Editorial

Editorial: Retirement crisis warnings becoming reality

As the number of NHS staff opting for retirement surges, the serious nurse shortage that experts have warned of now seems inevitable, says editor Graham Scott
Graham Scott

The figures are startling: the number of NHS staff applying to retire has surged by a quarter since 2012.

The potential consequences are alarming; a serious shortage of nurses and other healthcare professionals now seems inevitable.

Retirement bulge

Unions and workforce experts have been warning for years that a retirement bulge is around the corner. More than a third of nurses are aged over 50, many are disillusioned after years of pay restraint, workloads are increasing and there are no signs that the resources available are likely to improve any time soon.

The care home sector, often forgotten in such discussions, is likely to be hit particularly hard.

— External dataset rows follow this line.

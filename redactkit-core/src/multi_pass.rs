// redactkit-core/src/multi_pass.rs
//! Multi-pass detection.
//!
//! The priority axis is cut into ordered bands ([`Pass`]). Each pattern is assigned to the
//! first band that accepts it, bands run in order, and all of them share one
//! [`ProcessedRanges`] so a later band can never claim text an earlier band already took.

use log::{debug, warn};
use serde::{Deserialize, Serialize};

use crate::errors::RedactError;
use crate::matcher::{MatchOutcome, PatternMatcher};
use crate::overlap::ProcessedRanges;
use crate::patterns::{Pattern, CREDENTIAL_TYPE_FRAGMENTS};
use crate::placeholder::PlaceholderGenerator;

pub const MIN_PASSES: usize = 2;
pub const MAX_PASSES: usize = 5;
pub const CREDENTIAL_BAND_MIN: i32 = 90;
pub const CREDENTIAL_BAND_MAX: i32 = 100;

/// One priority band of the multi-pass pipeline.
#[derive(Debug, Clone, PartialEq, Eq, Serialize, Deserialize)]
pub struct Pass {
    pub name: String,
    /// Inclusive bounds.
    pub min_priority: i32,
    pub max_priority: i32,
    /// Type-id fragments a pattern must contain one of.
    #[serde(default)]
    pub include_types: Option<Vec<String>>,
    /// Type-id fragments that exclude a pattern.
    #[serde(default)]
    pub exclude_types: Option<Vec<String>>,
}

fn type_matches_any(pattern_type: &str, fragments: &[String]) -> bool {
    let upper = pattern_type.to_uppercase();
    fragments.iter().any(|f| upper.contains(&f.to_uppercase()))
}

impl Pass {
    pub fn new(name: &str, min_priority: i32, max_priority: i32) -> Self {
        Self {
            name: name.to_string(),
            min_priority,
            max_priority,
            include_types: None,
            exclude_types: None,
        }
    }

    pub fn with_include_types(mut self, fragments: &[&str]) -> Self {
        self.include_types = Some(fragments.iter().map(|f| f.to_string()).collect());
        self
    }

    pub fn with_exclude_types(mut self, fragments: &[&str]) -> Self {
        self.exclude_types = Some(fragments.iter().map(|f| f.to_string()).collect());
        self
    }

    /// True when `pattern`'s priority lies in this band and the type filters let it in.
    pub fn accepts(&self, pattern: &Pattern) -> bool {
        if pattern.priority < self.min_priority || pattern.priority > self.max_priority {
            return false;
        }
        if let Some(include) = &self.include_types {
            if !type_matches_any(&pattern.pattern_type, include) {
                return false;
            }
        }
        if let Some(exclude) = &self.exclude_types {
            if type_matches_any(&pattern.pattern_type, exclude) {
                return false;
            }
        }
        true
    }
}

/// Builds `count` passes covering the whole priority axis.
///
/// With `credential_band`, the first pass is reserved for credential-like types at priority
/// 90-100 and the remaining `count - 1` passes split the axis evenly. The outermost generic
/// bands are open-ended so patterns outside 0-100 still land somewhere.
pub fn build_passes(count: usize, credential_band: bool) -> Result<Vec<Pass>, RedactError> {
    if !(MIN_PASSES..=MAX_PASSES).contains(&count) {
        return Err(RedactError::InvalidConfig(format!(
            "multi_pass_count must be between {} and {}, got {}",
            MIN_PASSES, MAX_PASSES, count
        )));
    }

    let mut passes = Vec::with_capacity(count);
    if credential_band {
        passes.push(
            Pass::new("credentials", CREDENTIAL_BAND_MIN, CREDENTIAL_BAND_MAX)
                .with_include_types(&CREDENTIAL_TYPE_FRAGMENTS),
        );
    }

    let bands = count - passes.len();
    let width = 100 / bands as i32;
    for i in 0..bands as i32 {
        let max_priority = if i == 0 { i32::MAX } else { 100 - i * width };
        let min_priority = if i == bands as i32 - 1 {
            i32::MIN
        } else {
            100 - (i + 1) * width + 1
        };
        passes.push(Pass::new(&format!("band_{}", i + 1), min_priority, max_priority));
    }

    debug!("Built {} passes: {:?}", passes.len(), passes);
    Ok(passes)
}

/// Assigns each pattern to the first pass that accepts it. Patterns no pass accepts are
/// left out. Each group is sorted by priority, highest first.
pub fn partition<'p>(patterns: &'p [Pattern], passes: &[Pass]) -> Vec<Vec<&'p Pattern>> {
    let mut groups: Vec<Vec<&Pattern>> = vec![Vec::new(); passes.len()];
    for pattern in patterns {
        match passes.iter().position(|pass| pass.accepts(pattern)) {
            Some(index) => groups[index].push(pattern),
            None => debug!("Pattern '{}' fits no pass; skipping it.", pattern.pattern_type),
        }
    }
    for group in &mut groups {
        group.sort_by(|a, b| b.priority.cmp(&a.priority));
    }
    groups
}

/// Runs every pass in order over `text` and merges their detections.
pub fn run_passes(
    matcher: &PatternMatcher<'_>,
    text: &str,
    patterns: &[Pattern],
    passes: &[Pass],
    placeholders: &mut PlaceholderGenerator,
) -> Result<MatchOutcome, RedactError> {
    let groups = partition(patterns, passes);
    let mut ranges = ProcessedRanges::new();
    let mut per_pass = Vec::with_capacity(passes.len());

    for (pass, group) in passes.iter().zip(&groups) {
        if group.is_empty() {
            per_pass.push(MatchOutcome::default());
            continue;
        }
        let outcome = matcher.run(text, group, &mut ranges, placeholders)?;
        debug!(
            "Pass '{}' ran {} patterns and accepted {} detections.",
            pass.name,
            group.len(),
            outcome.detections.len()
        );
        per_pass.push(outcome);
    }

    // Shared ranges already prevent cross-pass overlap; this re-check guards the merge.
    let mut merged_ranges = ProcessedRanges::new();
    let mut merged = MatchOutcome::default();
    for outcome in per_pass {
        merged.failures.extend(outcome.failures);
        for detection in outcome.detections {
            if merged_ranges.try_claim(detection.span) {
                merged.detections.push(detection);
            } else {
                warn!(
                    "Dropping overlapping '{}' detection at {}..{} during merge.",
                    detection.pattern_type, detection.span.start, detection.span.end
                );
            }
        }
    }
    Ok(merged)
}

/// Sorted copy of `patterns` for single-pass use.
pub(crate) fn single_pass_order(patterns: &[Pattern]) -> Vec<&Pattern> {
    let mut ordered: Vec<&Pattern> = patterns.iter().collect();
    ordered.sort_by(|a, b| b.priority.cmp(&a.priority));
    ordered
}

#[cfg(test)]
mod tests {
    use super::*;
    use crate::config::{DetectOptions, Severity};
    use crate::context::ContextScorer;
    use crate::false_positive::FalsePositiveFilter;

    fn pattern(t: &str, source: &str, priority: i32) -> Pattern {
        Pattern::new(t, source, priority, &format!("[{}_{{n}}]", t), Severity::High).unwrap()
    }

    #[test]
    fn bands_cover_the_axis_without_gaps() {
        let passes = build_passes(4, false).unwrap();
        assert_eq!(passes.len(), 4);
        assert_eq!(passes[0].max_priority, i32::MAX);
        assert_eq!(passes[3].min_priority, i32::MIN);
        for pair in passes.windows(2) {
            assert_eq!(pair[0].min_priority, pair[1].max_priority + 1);
        }
    }

    #[test]
    fn credential_band_comes_first() {
        let passes = build_passes(3, true).unwrap();
        assert_eq!(passes.len(), 3);
        assert_eq!(passes[0].name, "credentials");
        assert_eq!((passes[0].min_priority, passes[0].max_priority), (90, 100));
        assert!(passes[0].accepts(&pattern("GITHUB_TOKEN", "ghp_x", 95)));
        assert!(!passes[0].accepts(&pattern("EMAIL", "x@y", 95)));
    }

    #[test]
    fn pass_count_is_bounded() {
        assert!(build_passes(1, false).is_err());
        assert!(build_passes(6, true).is_err());
    }

    #[test]
    fn first_accepting_pass_wins() {
        let passes = vec![
            Pass::new("wide", 0, 100),
            Pass::new("narrow", 40, 60),
        ];
        let patterns = vec![pattern("A", "a", 50), pattern("B", "b", 120)];
        let groups = partition(&patterns, &passes);
        assert_eq!(groups[0].len(), 1);
        assert_eq!(groups[0][0].pattern_type, "A");
        assert!(groups[1].is_empty());
    }

    #[test]
    fn exclude_filters_apply() {
        let pass = Pass::new("no_names", 0, 100).with_exclude_types(&["name"]);
        assert!(!pass.accepts(&pattern("PERSON_NAME", "x", 50)));
        assert!(pass.accepts(&pattern("EMAIL", "x", 50)));
    }

    #[test]
    fn later_passes_cannot_claim_earlier_text() {
        let options = DetectOptions::default().with_context_analysis(false);
        let scorer = ContextScorer::new().unwrap();
        let filter = FalsePositiveFilter::new();
        let text = "token=ghp_abcdef123456 and 123456";
        let matcher = PatternMatcher::new(text, &options, &scorer, &filter, &[]);
        let patterns = vec![
            pattern("GITHUB_TOKEN", r"ghp_[a-z0-9]+", 95),
            pattern("DIGITS", r"\d{6}", 20),
        ];
        let passes = build_passes(3, true).unwrap();
        let mut placeholders = PlaceholderGenerator::new(true);
        let out = run_passes(&matcher, text, &patterns, &passes, &mut placeholders).unwrap();
        let types: Vec<&str> = out.detections.iter().map(|d| d.pattern_type.as_str()).collect();
        assert_eq!(types, vec!["GITHUB_TOKEN", "DIGITS"]);
        assert_eq!(out.detections[1].span.start, text.len() - 6);
    }
}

Indeed, there is every chance that the workforce crisis could soon get even worse, given that later this year students will have to start paying their tuition fees and will no longer be entitled to a bursary.

Falling behind

In other professions there is an assumption that students should be charged for their courses and pay their own living expenses because they will go on to earn much more when they graduate.

But nurses’ pay continues to fall behind that of comparable professions, so it would hardly be surprising if applications to study nursing dropped sharply over the next few years.

Ministers must act, and quickly. Relaxing the pay cap and scrapping plans to charge tuition fees would be a start, if only because it would send a message that nurses are respected and valued.